# pearl gourami and betta?



## fishyfishy101 (Nov 12, 2014)

i would like to add a male betta to my 46gal, but i have a pair of pearl gouramis. I know that bettas cannot be with most gouramis, but because pearls are so big and docile would it work? I also have boesemanis and neon tetras. Moderately planted, once my plats grow bigger it will be heavily planted, I also have floating plants.


----------



## Betta132 (Nov 29, 2012)

The problem is, the betta will probably flip out on them and they may retaliate. Remember, the male bettas in your average LFS are hard-wired to kill anything that looks like another betta.


----------



## fishyfishy101 (Nov 12, 2014)

Betta132 said:


> The problem is, the betta will probably flip out on them and they may retaliate.
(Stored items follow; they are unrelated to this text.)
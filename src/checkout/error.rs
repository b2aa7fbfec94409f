use thiserror::Error;

/// Failures talking to the payment processor
///
/// None of these are retried; the caller gets a generic upstream failure.
#[derive(Debug, Error)]
pub enum GatewayError {
    #[error("Payment processor request failed: {0}")]
    Transport(String),

    #[error("Payment processor rejected the request with status {status}: {body}")]
    Rejected { status: u16, body: String },

    #[error("Failed to parse payment processor response: {0}")]
    MalformedResponse(String),

    #[error("Payment processor returned no checkout URL for session {0}")]
    MissingUrl(String),
}

impl From<reqwest::Error> for GatewayError {
    fn from(err: reqwest::Error) -> Self {
        GatewayError::Transport(err.to_string())
    }
}
// Checkout gateway: hands a priced order to the payment processor and
// returns the hosted payment page URL.

pub mod error;
pub mod gateway;
pub mod stripe;

pub use error::GatewayError;
pub use gateway::{CheckoutGateway, CheckoutRequest, CheckoutSession, CheckoutUrls, CURRENCY, PRODUCT_NAME};
pub use stripe::{StripeConfig, StripeGateway};
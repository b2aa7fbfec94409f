//! Sticker order pricing and checkout API.
//!
//! Quotes custom sticker orders (tiered per-square-foot rates, size discount,
//! order minimum), normalizes the payload shapes sent by every storefront
//! version, and hands re-priced orders to Stripe Checkout.

pub mod checkout;
pub mod config;
pub mod error;
pub mod orders;
pub mod pricing;
pub mod validation;

use std::sync::Arc;

use axum::{
    http::{header, HeaderValue, Method},
    response::Json,
    routing::{get, post},
    Router,
};
use serde_json::{json, Value};
use tower::ServiceBuilder;
use tower_http::cors::{AllowOrigin, Any, CorsLayer};
use tower_http::trace::TraceLayer;
use utoipa::OpenApi;
use utoipa_swagger_ui::SwaggerUi;

use checkout::{CheckoutGateway, GatewayError, StripeGateway};
use config::AppConfig;
use orders::{CheckoutResponse, OrderService, QuoteResponse};
use pricing::PriceQuote;

/// OpenAPI documentation structure
#[derive(OpenApi)]
#[openapi(
    paths(
        orders::handlers::quote_handler,
        orders::handlers::create_checkout_handler,
        orders::handlers::checkout_info_handler,
        health_handler,
    ),
    components(
        schemas(QuoteResponse, CheckoutResponse, PriceQuote)
    ),
    tags(
        (name = "pricing", description = "Sticker price quotes"),
        (name = "checkout", description = "Payment checkout sessions"),
        (name = "health", description = "Service health")
    ),
    info(
        title = "Sticker Checkout API",
        version = "0.1.0",
        description = "Prices custom sticker orders and starts payment checkout"
    )
)]
pub struct ApiDoc;

/// Application state shared across handlers
#[derive(Clone)]
pub struct AppState {
    pub order_service: OrderService,
}

impl AppState {
    /// Build state from configuration, wiring Stripe when a key is present
    pub fn from_config(config: &AppConfig) -> Result<Self, GatewayError> {
        let gateway: Option<Arc<dyn CheckoutGateway>> = match config.stripe() {
            Some(stripe) => Some(Arc::new(StripeGateway::new(stripe)?) as Arc<dyn CheckoutGateway>),
            None => {
                tracing::warn!("STRIPE_SECRET_KEY is not set; checkout requests will fail");
                None
            }
        };

        Ok(Self::new(config, gateway))
    }

    /// Build state with an explicit gateway
    pub fn new(config: &AppConfig, gateway: Option<Arc<dyn CheckoutGateway>>) -> Self {
        Self {
            order_service: OrderService::new(
                config.price_calculator(),
                gateway,
                config.checkout_urls(),
                config.price_tolerance_cents,
            ),
        }
    }
}

/// Handler for GET /health
#[utoipa::path(
    get,
    path = "/health",
    responses(
        (status = 200, description = "Service is up", body = String, example = json!({"status": "ok"}))
    ),
    tag = "health"
)]
pub async fn health_handler() -> Json<Value> {
    Json(json!({ "status": "ok" }))
}

/// CORS policy: configured origins (or any), POST/GET/OPTIONS, JSON bodies
pub fn cors_layer(config: &AppConfig) -> CorsLayer {
    let cors = CorsLayer::new()
        .allow_methods([Method::GET, Method::POST, Method::OPTIONS])
        .allow_headers([header::CONTENT_TYPE]);

    if config.allow_all_origins {
        return cors.allow_origin(Any);
    }

    let origins: Vec<HeaderValue> = config
        .allowed_origins
        .iter()
        .filter_map(|origin| match HeaderValue::from_str(origin) {
            Ok(value) => Some(value),
            Err(_) => {
                tracing::warn!("Ignoring unusable CORS origin: {}", origin);
                None
            }
        })
        .collect();

    cors.allow_origin(AllowOrigin::list(origins))
}

/// Creates and configures the application router
/// Maps all API endpoints to their handlers and adds CORS and tracing middleware
pub fn create_router(state: AppState, config: &AppConfig) -> Router {
    Router::new()
        // Swagger UI
        .merge(SwaggerUi::new("/swagger-ui").url("/api-docs/openapi.json", ApiDoc::openapi()))
        // API routes
        .route("/health", get(health_handler))
        .route("/api/quote", post(orders::quote_handler))
        .route(
            "/api/checkout",
            get(orders::checkout_info_handler).post(orders::create_checkout_handler),
        )
        .layer(
            ServiceBuilder::new()
                .layer(TraceLayer::new_for_http())
                .layer(cors_layer(config)),
        )
        .with_state(state)
}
Remember, the male bettas in your average LFS are hard-wired to kill anything that looks like another betta.


 
I get that, I just don't see how a pearl gourami looks like a betta?


----------



## Grah the great (Jul 3, 2013)

Pearl gouramies belong to the same family of fish as bettas, so even if they do not look like bettas, they smell and act like them - potentially enough to provoke either the gourami or the betta. At the very least, if you attempt this, be prepared to move someone! I'd personally just not mix the betta with the pearls due to the inherent fighting factor...if it were most other gourami species, I would suggest at least attempting it as long as you could move any offending species/individuals.


----------



## Canis (Jun 4, 2014)

+1

Not worth the risk imo, but if you try it have a tank ready for the betta if something goes wrong. Contrary to popular belief, bettas rarely attack based on looks. Many are just aggressive. Smells and behavior are what typically trigger them.


----------



## Diana (Jan 14, 2010)

Pearls are generally among the more peaceful of Anabantoids, which is why a couple of them are working in that large tank. 
I sure would not add a more aggressive Anabantoid to that, though.

Set up another tank!


----------